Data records
================

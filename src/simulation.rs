//! Starfield builder and runner.

use std::sync::Arc;

use tracing::{error, info, warn};
use winit::{
    application::ApplicationHandler,
    event::WindowEvent,
    event_loop::{ActiveEventLoop, ControlFlow, EventLoop},
    window::{Window, WindowId},
};

use crate::config::FieldConfig;
use crate::error::RunError;
use crate::field::ParticleField;
use crate::mesh;
use crate::shader::Vertex;
use crate::time::Time;
use crate::window::GpuState;

/// The starfield application builder.
///
/// Use method chaining to configure, then call `.run()` to open the
/// window and block until it is closed.
///
/// # Example
///
/// ```ignore
/// Starfield::new()
///     .with_particle_count(300)
///     .with_title("night sky")
///     .run()?;
/// ```
pub struct Starfield {
    config: FieldConfig,
    title: String,
    width: u32,
    height: u32,
}

impl Starfield {
    /// Create a starfield with default settings.
    pub fn new() -> Self {
        Self {
            config: FieldConfig::default(),
            title: "stardrift".to_string(),
            width: 1280,
            height: 720,
        }
    }

    /// Replace the whole field configuration.
    pub fn with_config(mut self, config: FieldConfig) -> Self {
        self.config = config;
        self
    }

    /// Set the number of particles.
    pub fn with_particle_count(mut self, count: usize) -> Self {
        self.config.particle_count = count;
        self
    }

    /// Set the window title.
    pub fn with_title(mut self, title: impl Into<String>) -> Self {
        self.title = title.into();
        self
    }

    /// Set the initial window size in logical pixels.
    pub fn with_size(mut self, width: u32, height: u32) -> Self {
        self.width = width;
        self.height = height;
        self
    }

    /// Run the starfield. Blocks until the window is closed.
    ///
    /// The only failures are environment setup: event loop, window, or
    /// GPU initialization. Once the loop is running, per-frame problems
    /// degrade gracefully and are logged instead.
    pub fn run(self) -> Result<(), RunError> {
        let event_loop = EventLoop::new()?;
        event_loop.set_control_flow(ControlFlow::Poll);

        let mut app = App::new(self);
        event_loop.run_app(&mut app)?;

        match app.setup_error.take() {
            Some(e) => Err(e),
            None => Ok(()),
        }
    }
}

impl Default for Starfield {
    fn default() -> Self {
        Self::new()
    }
}

struct App {
    settings: Starfield,
    window: Option<Arc<Window>>,
    gpu: Option<GpuState>,
    field: Option<ParticleField>,
    batch: Vec<Vertex>,
    time: Time,
    /// Set when environment setup fails; `run` surfaces it after the
    /// event loop unwinds.
    setup_error: Option<RunError>,
}

impl App {
    fn new(settings: Starfield) -> Self {
        Self {
            settings,
            window: None,
            gpu: None,
            field: None,
            batch: Vec::new(),
            time: Time::new(),
            setup_error: None,
        }
    }
}

impl ApplicationHandler for App {
    fn resumed(&mut self, event_loop: &ActiveEventLoop) {
        if self.window.is_some() {
            return;
        }

        let window_attrs = Window::default_attributes()
            .with_title(&self.settings.title)
            .with_inner_size(winit::dpi::LogicalSize::new(
                self.settings.width,
                self.settings.height,
            ));

        let window = match event_loop.create_window(window_attrs) {
            Ok(window) => Arc::new(window),
            Err(e) => {
                error!("window creation failed: {e}");
                self.setup_error = Some(RunError::Window(e));
                event_loop.exit();
                return;
            }
        };

        let gpu = match pollster::block_on(GpuState::new(window.clone())) {
            Ok(gpu) => gpu,
            Err(e) => {
                error!("GPU initialization failed: {e}");
                self.setup_error = Some(e.into());
                event_loop.exit();
                return;
            }
        };

        info!(
            width = gpu.config.width,
            height = gpu.config.height,
            particles = self.settings.config.particle_count,
            "starfield running"
        );

        self.field = Some(ParticleField::new(
            gpu.config.width as f32,
            gpu.config.height as f32,
            self.settings.config,
        ));
        self.gpu = Some(gpu);
        self.window = Some(window.clone());
        window.request_redraw();
    }

    fn window_event(&mut self, event_loop: &ActiveEventLoop, _id: WindowId, event: WindowEvent) {
        match event {
            WindowEvent::CloseRequested => {
                event_loop.exit();
            }
            WindowEvent::Resized(physical_size) => {
                if let Some(gpu) = &mut self.gpu {
                    gpu.resize(physical_size);
                }
                // A resize discards the whole particle set.
                if let Some(field) = &mut self.field {
                    if physical_size.width > 0 && physical_size.height > 0 {
                        field.resize(physical_size.width as f32, physical_size.height as f32);
                    }
                }
            }
            WindowEvent::CursorMoved { position, .. } => {
                if let Some(field) = &mut self.field {
                    field.set_pointer(position.x as f32, position.y as f32);
                }
            }
            WindowEvent::CursorLeft { .. } => {
                if let Some(field) = &mut self.field {
                    field.clear_pointer();
                }
            }
            WindowEvent::RedrawRequested => {
                if let (Some(gpu), Some(field)) = (&mut self.gpu, &mut self.field) {
                    field.advance();
                    mesh::build_frame(field.particles(), &mut self.batch);

                    match gpu.render(&self.batch) {
                        Ok(()) => {}
                        Err(wgpu::SurfaceError::Lost) => {
                            gpu.resize(winit::dpi::PhysicalSize {
                                width: gpu.config.width,
                                height: gpu.config.height,
                            })
                        }
                        Err(wgpu::SurfaceError::OutOfMemory) => {
                            error!("out of GPU memory, exiting");
                            event_loop.exit();
                        }
                        Err(e) => warn!("render error: {e:?}"),
                    }

                    if self.time.tick() {
                        if let Some(window) = &self.window {
                            window.set_title(&format!(
                                "{} - {:.0} fps",
                                self.settings.title,
                                self.time.fps()
                            ));
                        }
                    }
                }

                // Schedule the next frame; the loop only stops when the
                // window goes away.
                if let Some(window) = &self.window {
                    window.request_redraw();
                }
            }
            _ => {}
        }
    }
}

#[cfg(test)]
mod tests {
    use super::*;

    #[test]
    fn test_builder_defaults() {
        let starfield = Starfield::new();
        assert_eq!(starfield.config.particle_count, 150);
        assert_eq!((starfield.width, starfield.height), (1280, 720));
        assert_eq!(starfield.title, "stardrift");
    }

    #[test]
    fn test_builder_chain() {
        let starfield = Starfield::new()
            .with_particle_count(42)
            .with_title("test")
            .with_size(640, 480);

        assert_eq!(starfield.config.particle_count, 42);
        assert_eq!(starfield.title, "test");
        assert_eq!((starfield.width, starfield.height), (640, 480));
    }

    #[test]
    fn test_with_config_replaces_tunables() {
        let config = FieldConfig::default().with_gravity_strength(99.0);
        let starfield = Starfield::new().with_config(config);
        assert_eq!(starfield.config.gravity_strength, 99.0);
    }
}
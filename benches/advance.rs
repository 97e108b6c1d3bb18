//! Benchmarks for the CPU simulation step and frame tessellation.
//!
//! Run with: `cargo bench`

use criterion::{black_box, criterion_group, criterion_main, BenchmarkId, Criterion};

use stardrift::{mesh, FieldConfig, ParticleField};

fn bench_advance(c: &mut Criterion) {
    let mut group = c.benchmark_group("advance");

    for count in [150, 1_000, 10_000] {
        let config = FieldConfig::default().with_particle_count(count);

        group.bench_function(BenchmarkId::new("no_pointer", count), |b| {
            let mut field = ParticleField::seeded(1280.0, 720.0, config, 42);
            b.iter(|| {
                field.advance();
                black_box(field.particles().len())
            })
        });

        group.bench_function(BenchmarkId::new("pointer", count), |b| {
            let mut field = ParticleField::seeded(1280.0, 720.0, config, 42);
            field.set_pointer(640.0, 360.0);
            b.iter(|| {
                field.advance();
                black_box(field.particles().len())
            })
        });
    }

    group.finish();
}

fn bench_build_frame(c: &mut Criterion) {
    let mut group = c.benchmark_group("build_frame");

    for count in [150, 1_000] {
        let config = FieldConfig::default().with_particle_count(count);
        let mut field = ParticleField::seeded(1280.0, 720.0, config, 42);
        field.set_pointer(640.0, 360.0);

        // Warm the trails up to steady-state length.
        for _ in 0..300 {
            field.advance();
        }

        group.bench_function(BenchmarkId::from_parameter(count), |b| {
            let mut batch = Vec::new();
            b.iter(|| {
                mesh::build_frame(field.particles(), &mut batch);
                black_box(batch.len())
            })
        });
    }

    group.finish();
}

criterion_group!(benches, bench_advance, bench_build_frame);
criterion_main!(benches);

================

WORK ITEM
Each line that contains the string "mesh" should be copied from the data above.

RESPONSE TO THE EXERCISE
use crate::mesh;
                    mesh::build_frame(field.particles(), &mut self.batch);
use stardrift::{mesh, FieldConfig, ParticleField};
                mesh::build_frame(field.particles(), &mut batch);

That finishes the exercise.